El «senado de la Iglesia» se convirtió este viernes en una familia alegre durante la primera audiencia del Papa a los cardenales, un encuentro dominado por la simpatía y las bromas. Francisco llegó con su primera sotana blanca, de cuello demasiado ancho, con sus zapatos negros, la cruz de metal y una gafas de patillas demasiado cortas, que se tenía que colocar bien de vez en cuando. Era la imagen de la sencillez, publica abc.es.
Nada más comenzar a leer su breve discurso, dejó de lado los folios para informar con toda naturalidad a los purpurados que «el cardenal Mejía ha tenido un infarto ayer, y está ingresado en la clínica Pio XI. Nos envía saludos». Es el nonagenario cardenal Jorge Mario Mejía, paisano del Papa, ya que nació también Buenos Aires.
Francisco se centró enseguida en manifestar su «gran afecto y profunda gratitud a mi venerado predecesor Benedicto XVI», de quien destacó, quizá al margen del texto escrito, «su humildad y su mansedumbre».
Estaba claro que hablaba con el corazón, y habló largo de su predecesor, extendiéndose en los méritos de un Papa excepcional. Emocionado, paso a referirse espontáneamente a la fraternidad, «pues somos hermanos», y celebró la «amistad y cercanía que nos hace tanto bien».
Esto no significa que haya uniformidad. Al margen del texto preparado de antemano se extendió comentando que la diversidad es, sencillamente, natural: «algunos dicen que la Iglesia es una torre de Babel, pero no se trata de que haya uniformidad sino armonía. Un padre de la Iglesia escribió que el Espíritu Santo es armonía».
Volvió a hablar de Benedicto XVI, y de nuevo improviso: «No cedamos al pesimismo o a la amargura con que el diablo nos tienta».
Se había olvidado de los folios. Viendo a muchos cardenales octogenarios y a bastantes que ya no son jóvenes, el Papa Francisco afirmó que «la mitad de nosotros somos viejos, pero la vejez es la sede de la sabiduría.

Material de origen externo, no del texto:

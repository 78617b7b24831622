//! Location-sensitive severity state.
//!
//! Pragmas and command-line options override diagnostic severities. Overrides
//! from the command line apply everywhere; overrides from pragmas apply from
//! their source location onward, and only within the file that contains them
//! plus the files it transitively includes. This module tracks that history:
//! each file keeps a sorted list of (offset, state) transitions, and a file's
//! initial state is inherited from its include site.

use crate::catalog::{Catalog, DiagnosticId};
use crate::mapping::DiagnosticMapping;
use opal_source::{FileId, SourceDb, Span};
use std::collections::HashMap;

/// Hard cap on include nesting when walking parent chains.
const MAX_INCLUDE_DEPTH: usize = 256;

/// One complete snapshot of severity overrides plus the global toggles that
/// apply alongside them.
#[derive(Clone, Default, Debug)]
pub struct DiagState {
    mappings: HashMap<DiagnosticId, DiagnosticMapping>,
    /// Demote all warnings to ignored.
    pub ignore_all_warnings: bool,
    /// Promote warnings to errors unless individually opted out.
    pub warnings_as_errors: bool,
    /// Promote errors to fatal errors unless individually opted out.
    pub errors_as_fatal: bool,
}

impl DiagState {
    /// Returns the stored mapping for `id`, inserting the catalog default
    /// first if none is present.
    pub fn get_or_add(&mut self, catalog: &Catalog, id: DiagnosticId) -> &mut DiagnosticMapping {
        self.mappings
            .entry(id)
            .or_insert_with(|| catalog.default_mapping(id))
    }

    /// Returns the effective mapping for `id` without modifying the state.
    pub fn mapping_for(&self, catalog: &Catalog, id: DiagnosticId) -> DiagnosticMapping {
        self.mappings
            .get(&id)
            .copied()
            .unwrap_or_else(|| catalog.default_mapping(id))
    }

    /// Installs a mapping for `id`, replacing any previous one.
    pub fn set_mapping(&mut self, id: DiagnosticId, mapping: DiagnosticMapping) {
        self.mappings.insert(id, mapping);
    }
}

/// Index of a [`DiagState`] snapshot in the [`DiagStateMap`] arena.
#[derive(Clone, Copy, PartialEq, Eq, Debug)]
pub struct DiagStateId(usize);

/// A point in a file where the diagnostic state changed.
#[derive(Clone, Copy, Debug)]
struct StatePoint {
    offset: u32,
    state: DiagStateId,
}

/// Per-file transition history.
#[derive(Debug)]
struct FileNode {
    /// The file containing this file's include site, if any.
    parent: Option<usize>,
    /// Offset of the include site within the parent.
    parent_offset: u32,
    /// Sorted by offset; always holds at least the initial entry at 0.
    transitions: Vec<StatePoint>,
    /// `true` if any transition was recorded in this file itself rather than
    /// inherited from an include site.
    has_local_transitions: bool,
}

impl FileNode {
    fn lookup(&self, offset: u32) -> DiagStateId {
        let i = self
            .transitions
            .partition_point(|point| point.offset <= offset);
        debug_assert!(i > 0, "missing initial state transition");
        self.transitions[i - 1].state
    }
}

/// The full diagnostic-state history: an arena of [`DiagState`] snapshots and
/// the per-file transition lists that select between them.
pub struct DiagStateMap {
    states: Vec<DiagState>,
    files: Vec<FileNode>,
    by_file: HashMap<FileId, usize>,
    first: DiagStateId,
    cur: DiagStateId,
    /// Location of the latest transition; a dummy span means the current
    /// state was established on the command line.
    cur_loc: Span,
}

impl DiagStateMap {
    /// Creates a map whose initial state is `initial`.
    pub fn new(initial: DiagState) -> Self {
        Self {
            states: vec![initial],
            files: Vec::new(),
            by_file: HashMap::new(),
            first: DiagStateId(0),
            cur: DiagStateId(0),
            cur_loc: Span::DUMMY,
        }
    }

    /// The state active before any transition.
    pub fn first(&self) -> DiagStateId {
        self.first
    }

    /// The most recently installed state.
    pub fn cur(&self) -> DiagStateId {
        self.cur
    }

    /// Location of the most recent transition; dummy for the command line.
    pub fn cur_loc(&self) -> Span {
        self.cur_loc
    }

    /// Shared access to a snapshot.
    pub fn state(&self, id: DiagStateId) -> &DiagState {
        &self.states[id.0]
    }

    /// Mutable access to a snapshot.
    pub fn state_mut(&mut self, id: DiagStateId) -> &mut DiagState {
        &mut self.states[id.0]
    }

    /// Clones the current snapshot into the arena and returns the copy's ID.
    pub fn clone_cur(&mut self) -> DiagStateId {
        let copy = self.states[self.cur.0].clone();
        self.states.push(copy);
        DiagStateId(self.states.len() - 1)
    }

    /// Returns the state active at `loc`.
    pub fn lookup(&mut self, db: &SourceDb, loc: Span) -> DiagStateId {
        // Common case: no pragma has modified the state in any file.
        if self.files.is_empty() {
            return self.first;
        }
        debug_assert!(!loc.is_dummy());
        let node = self.get_file(db, loc.file, 0);
        self.files[node].lookup(loc.start)
    }

    /// Records that `state` takes effect at `loc`, propagating the transition
    /// up the include chain so that files included after `loc` inherit it.
    pub fn append(&mut self, db: &SourceDb, loc: Span, state: DiagStateId) {
        debug_assert!(!loc.is_dummy());
        self.cur = state;
        self.cur_loc = loc;

        let mut node = Some(self.get_file(db, loc.file, 0));
        let mut offset = loc.start;
        let mut depth = 0;
        while let Some(i) = node {
            depth += 1;
            assert!(depth <= MAX_INCLUDE_DEPTH, "include chain too deep");
            let file = &mut self.files[i];
            file.has_local_transitions = true;
            // Never empty: every node starts with its initial transition.
            let last_index = file.transitions.len() - 1;
            let last = &mut file.transitions[last_index];
            debug_assert!(last.offset <= offset, "state transitions added out of order");
            if last.offset == offset {
                if last.state == state {
                    break;
                }
                last.state = state;
            } else {
                file.transitions.push(StatePoint { offset, state });
            }
            offset = file.parent_offset;
            node = file.parent;
        }
    }

    /// Installs `state` as current without tying it to a source location.
    /// Used for command-line configured transitions.
    pub fn set_cur(&mut self, state: DiagStateId) {
        self.cur = state;
        self.cur_loc = Span::DUMMY;
    }

    /// Discards all pragma-driven history, keeping only the initial state.
    pub fn clear_pragmas(&mut self) {
        self.files.clear();
        self.by_file.clear();
        self.states.truncate(1);
        self.cur = self.first;
        self.cur_loc = Span::DUMMY;
    }

    /// Returns `true` if any file recorded a local transition.
    pub fn has_pragmas(&self) -> bool {
        self.files.iter().any(|f| f.has_local_transitions)
    }

    fn get_file(&mut self, db: &SourceDb, id: FileId, depth: usize) -> usize {
        assert!(depth <= MAX_INCLUDE_DEPTH, "include chain too deep");
        if let Some(&i) = self.by_file.get(&id) {
            return i;
        }

        // New file: its initial state is the state at its include site, or
        // the first state for top-level files.
        let (parent, parent_offset, initial) = match db.include_site(id) {
            Some((parent_file, offset)) => {
                let parent = self.get_file(db, parent_file, depth + 1);
                (Some(parent), offset, self.files[parent].lookup(offset))
            }
            None => (None, 0, self.first),
        };
        let i = self.files.len();
        self.files.push(FileNode {
            parent,
            parent_offset,
            transitions: vec![StatePoint {
                offset: 0,
                state: initial,
            }],
            has_local_transitions: false,
        });
        self.by_file.insert(id, i);
        i
    }
}

#[cfg(test)]
mod tests {
    use super::*;
    use crate::catalog::Descriptor;
    use crate::severity::Severity;

    fn setup() -> (Catalog, DiagnosticId, SourceDb, FileId) {
        let mut catalog = Catalog::new();
        let id = catalog.register(Descriptor::warning("shadowed variable %0", "shadow"));
        let mut db = SourceDb::new();
        let file = db.add_source("main.op", "let a = 1;\nlet a = 2;\n".to_string());
        (catalog, id, db, file)
    }

    #[test]
    fn empty_map_returns_first_state() {
        let (_catalog, _id, db, file) = setup();
        let mut map = DiagStateMap::new(DiagState::default());
        let state = map.lookup(&db, Span::point(file, 5));
        assert_eq!(state, map.first());
    }

    #[test]
    fn transition_applies_from_its_offset_onward() {
        let (catalog, id, db, file) = setup();
        let mut map = DiagStateMap::new(DiagState::default());

        let next = map.clone_cur();
        map.state_mut(next)
            .get_or_add(&catalog, id)
            .severity = Severity::Ignored;
        map.append(&db, Span::point(file, 11), next);

        let before = map.lookup(&db, Span::point(file, 4));
        let after = map.lookup(&db, Span::point(file, 15));
        assert_eq!(
            map.state(before).mapping_for(&catalog, id).severity,
            Severity::Warning
        );
        assert_eq!(
            map.state(after).mapping_for(&catalog, id).severity,
            Severity::Ignored
        );
    }

    #[test]
    fn included_file_inherits_state_at_include_site() {
        let (catalog, id, mut db, main) = setup();
        let early = db.add_include("early.op", "x\n".to_string(), Span::point(main, 2));
        let late = db.add_include("late.op", "y\n".to_string(), Span::point(main, 18));

        let mut map = DiagStateMap::new(DiagState::default());
        let next = map.clone_cur();
        map.state_mut(next)
            .get_or_add(&catalog, id)
            .severity = Severity::Error;
        map.append(&db, Span::point(main, 10), next);

        let in_early = map.lookup(&db, Span::point(early, 0));
        let in_late = map.lookup(&db, Span::point(late, 0));
        assert_eq!(
            map.state(in_early).mapping_for(&catalog, id).severity,
            Severity::Warning
        );
        assert_eq!(
            map.state(in_late).mapping_for(&catalog, id).severity,
            Severity::Error
        );
    }

    #[test]
    fn transition_in_include_propagates_to_parent() {
        let (catalog, id, mut db, main) = setup();
        let inc = db.add_include("inc.op", "pragma here\n".to_string(), Span::point(main, 6));

        let mut map = DiagStateMap::new(DiagState::default());
        let next = map.clone_cur();
        map.state_mut(next)
            .get_or_add(&catalog, id)
            .severity = Severity::Ignored;
        map.append(&db, Span::point(inc, 3), next);

        // After the include site, the parent sees the included file's state.
        let after_include = map.lookup(&db, Span::point(main, 9));
        assert_eq!(
            map.state(after_include).mapping_for(&catalog, id).severity,
            Severity::Ignored
        );
        // Before the include site it does not.
        let before_include = map.lookup(&db, Span::point(main, 2));
        assert_eq!(
            map.state(before_include).mapping_for(&catalog, id).severity,
            Severity::Warning
        );
    }

    #[test]
    fn same_offset_transition_replaces() {
        let (catalog, id, db, file) = setup();
        let mut map = DiagStateMap::new(DiagState::default());

        let a = map.clone_cur();
        map.state_mut(a).get_or_add(&catalog, id).severity = Severity::Error;
        map.append(&db, Span::point(file, 7), a);

        let b = map.clone_cur();
        map.state_mut(b).get_or_add(&catalog, id).severity = Severity::Ignored;
        map.append(&db, Span::point(file, 7), b);

        let at = map.lookup(&db, Span::point(file, 8));
        assert_eq!(
            map.state(at).mapping_for(&catalog, id).severity,
            Severity::Ignored
        );
    }

    #[test]
    fn clear_pragmas_resets_history() {
        let (catalog, id, db, file) = setup();
        let mut map = DiagStateMap::new(DiagState::default());
        let next = map.clone_cur();
        map.state_mut(next)
            .get_or_add(&catalog, id)
            .severity = Severity::Ignored;
        map.append(&db, Span::point(file, 3), next);
        assert!(map.has_pragmas());

        map.clear_pragmas();
        assert!(!map.has_pragmas());
        assert_eq!(map.cur(), map.first());
        let state = map.lookup(&db, Span::point(file, 10));
        assert_eq!(
            map.state(state).mapping_for(&catalog, id).severity,
            Severity::Warning
        );
    }
}
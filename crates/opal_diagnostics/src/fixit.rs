//! Suggested source edits attached to diagnostics.

use opal_source::Span;
use serde::{Deserialize, Serialize};

/// A suggested edit: replace the text covered by `span` with `new_text`.
///
/// An empty span inserts; empty replacement text removes.
#[derive(Clone, PartialEq, Eq, Debug, Serialize, Deserialize)]
pub struct FixItHint {
    /// The range of source text to replace.
    pub span: Span,
    /// The replacement text.
    pub new_text: String,
}

impl FixItHint {
    /// Inserts `text` at the start of `at`.
    pub fn insert(at: Span, text: impl Into<String>) -> Self {
        Self {
            span: Span::point(at.file, at.start),
            new_text: text.into(),
        }
    }

    /// Replaces the text covered by `span` with `text`.
    pub fn replace(span: Span, text: impl Into<String>) -> Self {
        Self {
            span,
            new_text: text.into(),
        }
    }

    /// Removes the text covered by `span`.
    pub fn remove(span: Span) -> Self {
        Self {
            span,
            new_text: String::new(),
        }
    }

    /// `true` for a pure insertion.
    pub fn is_insertion(&self) -> bool {
        self.span.is_empty() && !self.new_text.is_empty()
    }

    /// `true` for a pure removal.
    pub fn is_removal(&self) -> bool {
        !self.span.is_empty() && self.new_text.is_empty()
    }
}

#[cfg(test)]
mod tests {
    use super::*;
    use opal_source::FileId;

    #[test]
    fn constructors_classify_correctly() {
        let file = FileId::from_raw(0);
        let span = Span::new(file, 4, 9);
        assert!(FixItHint::insert(span, "mut ").is_insertion());
        assert!(FixItHint::remove(span).is_removal());
        let replace = FixItHint::replace(span, "other");
        assert!(!replace.is_insertion());
        assert!(!replace.is_removal());
        assert_eq!(replace.new_text, "other");
    }
}
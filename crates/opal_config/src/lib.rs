//! Parsing and validation of `opal.toml` diagnostic configuration.
//!
//! This crate reads the `[diagnostics]` configuration and produces a
//! strongly-typed [`DiagnosticConfig`] controlling severity overrides,
//! error limits, and suppression mappings for the diagnostics engine.

#![warn(missing_docs)]

pub mod error;
pub mod loader;
pub mod types;

pub use error::ConfigError;
pub use loader::{load_config, load_config_from_str};
pub use types::{DiagnosticConfig, OpalConfig};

Por eso los ancianos Simeón y Ana supieron reconocer a Jesús». Y cito en alemán a un poeta para quien la vejez «es el tiempo de la tranquilidad y la oración».
Sus últimas palabras fueron sobre la esperanza de ver algún día «el rostro hermoso de Jesucristo resucitado» y una plegaria a «Maria, madre de la Iglesia, a quien confío mi ministerio». Ya ni se acordaba del texto escrito: lo que improvisaba era mejor que cualquier fórmula preparada de antemano.
Al comienzo del encuentro, el Papa Francisco había estado a punto de caer cuando bajó de la tarima para saludar al cardenal Decano. Al final, en el saludo individual a cada uno de los cardenales, uno o dos le comentaron entre bromas la anécdota, quizá para aconsejarle que tuviese cuidado. Reían a carcajadas.
El nuevo Papa se echó a andar para saludar al cardenal indio Ivan Dias, que caminaba con mucha dificultad. Le hizo la señal de la cruz en la frente y le besó el anillo. Francisco le abrazaba y le besaba, emocionado, como a un padre.
Tres o cuatro cardenales aprovecharon esos momentos para plantear algún problema, y el rostro del Papa cambiaba a serio, daba indicaciones o indicaba que se lo escribiesen para estudiarlo mejor.
La mayor parte de los saludos eran abrazos, intercambio de bromas, risas y carcajadas. Pero Francisco estaba también gobernando, y aprovechó para dar algunas indicaciones serias al responsable de los Obispos, Marc Ouellet. Estaba claro que no era un problema con el cardenal canadiense, sino un problema de otra persona, que el Papa quería solucionar.
Algunos cardenales africanos se acercaban con objetos de devoción –rosarios, cruces, estampas etc.- para que se los bendijera. El Papa abría las bolsas y, además de bendecirlos, los tocaba.
Lo más refrescante fue su reacción cuando el cardenal sudafricano Wilfrid Fox Napier le enseñó una pulsera de plástico de color amarillo limón. El Papa leyó el texto escrito, sonrió a Napier y se puso la pulsera. Se la quedó ya durante el resto del encuentro.
El cardenal sudafricano llevaba varias, y a la salida del encuentro, una periodista le pidió verlas. El dibujo es un pez, utilizado como símbolo de Jesucristo desde los primeros cristianos. El lema escrito es «Credo Dómine» («Creo, Señor»).
Es parte de la oración a Jesús del padre de un muchacho endemoniado. Lo cuenta Marcos en el capítulo 9. El texto completo es: «Creo, Señor; ayuda mi incredulidad». Es una petición de fe con sentido de urgencia. Quizá por eso se quedó la pulsera.